Nur mehr pure Mineralik

Was gestern irgendwie an ‘Frucht’ noch kurz da war, ist heute vollkommen verschwunden. Alles was übrig geblieben ist ist pure, karge und kalkige Mineralik. Der UWAGA! hat sich zu einem herben, durchaus stoffigen, runden, weichen und ein spannendes Mundgefühl vermittelnden Wein verwandelt. Man spürt nur mehr ganz fein seine anfangs so überbordende Säurestruktur, sie ist ganz verhalten geworden, aber trotzdem angenehm präsent geblieben. Es würde grossen Spass machen diesen Wein noch einen weiteren Tag zu beobachten, aber das überlassen wir in dem Fall dann jenen die gerne auch mal richtig ‘experimentieren’ wollen. Insgesamt war es ein tolles Erlebnis die Wandlung des UWAGA! miterleben zu können. Es hat in jeder Phase Spass gemacht, den grössten zwischen fünf und zehn Stunden an der Luft. Damit haben auch wir auf weinquellen.at das Kapitel ‘Naturwein’ eröffnet und es werden weitere folgen. Sven Leiners UWAGA! ist dafür jedenfalls der perfekte Einstieg in das Thema.

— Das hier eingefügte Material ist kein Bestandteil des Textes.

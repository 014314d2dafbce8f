#![allow(clippy::missing_errors_doc)] // Allow public functions without # Errors sections
#![allow(clippy::must_use_candidate)] // Allow methods without must_use when context is clear

//! # Flowbind
//!
//! Client-side coordinator that binds user-defined job handlers to a workflow
//! engine's external task queue.
//!
//! ## Overview
//!
//! Flowbind guarantees three things for every workflow it manages:
//!
//! - the engine never receives job subscriptions before the workflow's process
//!   definition and forms are deployed,
//! - each job type is bound to exactly one handler scoped to a declared
//!   workflow, and
//! - handler completion/failure results are relayed back to the engine with a
//!   structured acknowledgement.
//!
//! The engine itself, the host's component discovery, and transport/auth
//! plumbing stay behind traits ([`EngineClient`], [`InstanceDiscovery`]) that
//! the host application implements.
//!
//! ## Module Organization
//!
//! - [`engine`] - Engine client facade, jobs, acknowledgements, subscriptions
//! - [`handler`] - The contract every job handler implements
//! - [`registry`] - Explicit handler-type to binding-metadata registry
//! - [`discovery`] - Instance enumeration capability supplied by the host
//! - [`lifecycle`] - Deployment, worker registration, and the coordinator
//! - [`config`] - Connection, workflow, and worker configuration
//! - [`error`] - Structured error handling
//! - [`logging`] - Structured logging bootstrap
//!
//! ## Quick Start
//!
//! ```rust,no_run
//! use flowbind::{BindingRegistry, LifecycleCoordinator, WorkflowConfig, WorkerOptions};
//! use std::sync::Arc;
//!
//! # async fn example(
//! #     client: Arc<dyn flowbind::EngineClient>,
//! #     discovery: Arc<dyn flowbind::InstanceDiscovery>,
//! # ) -> flowbind::Result<()> {
//! let bindings = Arc::new(BindingRegistry::new());
//! bindings.bind("ChargePaymentHandler", "charge-payment", "order-workflow").await?;
//!
//! let workflow = WorkflowConfig::new("order-workflow", "resources/order.bpmn");
//! let coordinator = LifecycleCoordinator::new(
//!     client,
//!     discovery,
//!     bindings,
//!     workflow,
//!     WorkerOptions::default(),
//! )?;
//!
//! coordinator.start().await?;
//! // ... process runs, subscriptions pump jobs to their handlers ...
//! coordinator.shutdown().await;
//! # Ok(())
//! # }
//! ```

pub mod config;
pub mod discovery;
pub mod engine;
pub mod error;
pub mod handler;
pub mod lifecycle;
pub mod logging;
pub mod registry;

pub use config::{AuthStrategy, ConnectionConfig, WorkerOptions, WorkflowConfig};
pub use discovery::{AnyInstance, DiscoveredInstance, InstanceDiscovery};
pub use engine::{
    Acknowledgement, DeploymentResult, EngineClient, EngineError, Job, JobDispatch,
    SubscriptionHandle, SubscriptionRequest, Variables,
};
pub use error::{FlowbindError, Result};
pub use handler::JobHandler;
pub use lifecycle::{DeploymentStep, LifecycleCoordinator, WorkerRegistrationStep, WorkflowState};
pub use registry::{BindingMetadata, BindingRegistry};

Tipp: Geniessen Sie den UWAGA! am besten bei 12-14º und geben sie ihm mindestens 3-4 Stunden in der Karaffe zum atmen. Ab fünf Stunden fährt der ‘Zug’ dann richtig los. Trinken Sie ihn über den Tag verteilt oder auch über zwei und beobachten Sie wie er sich ständig verändert. Erlebniswein für Abenteurer.

Verkostet wurde ein UWAGA! von Sven Leiner aus Ilbesheim in der Pfalz, Deutschland.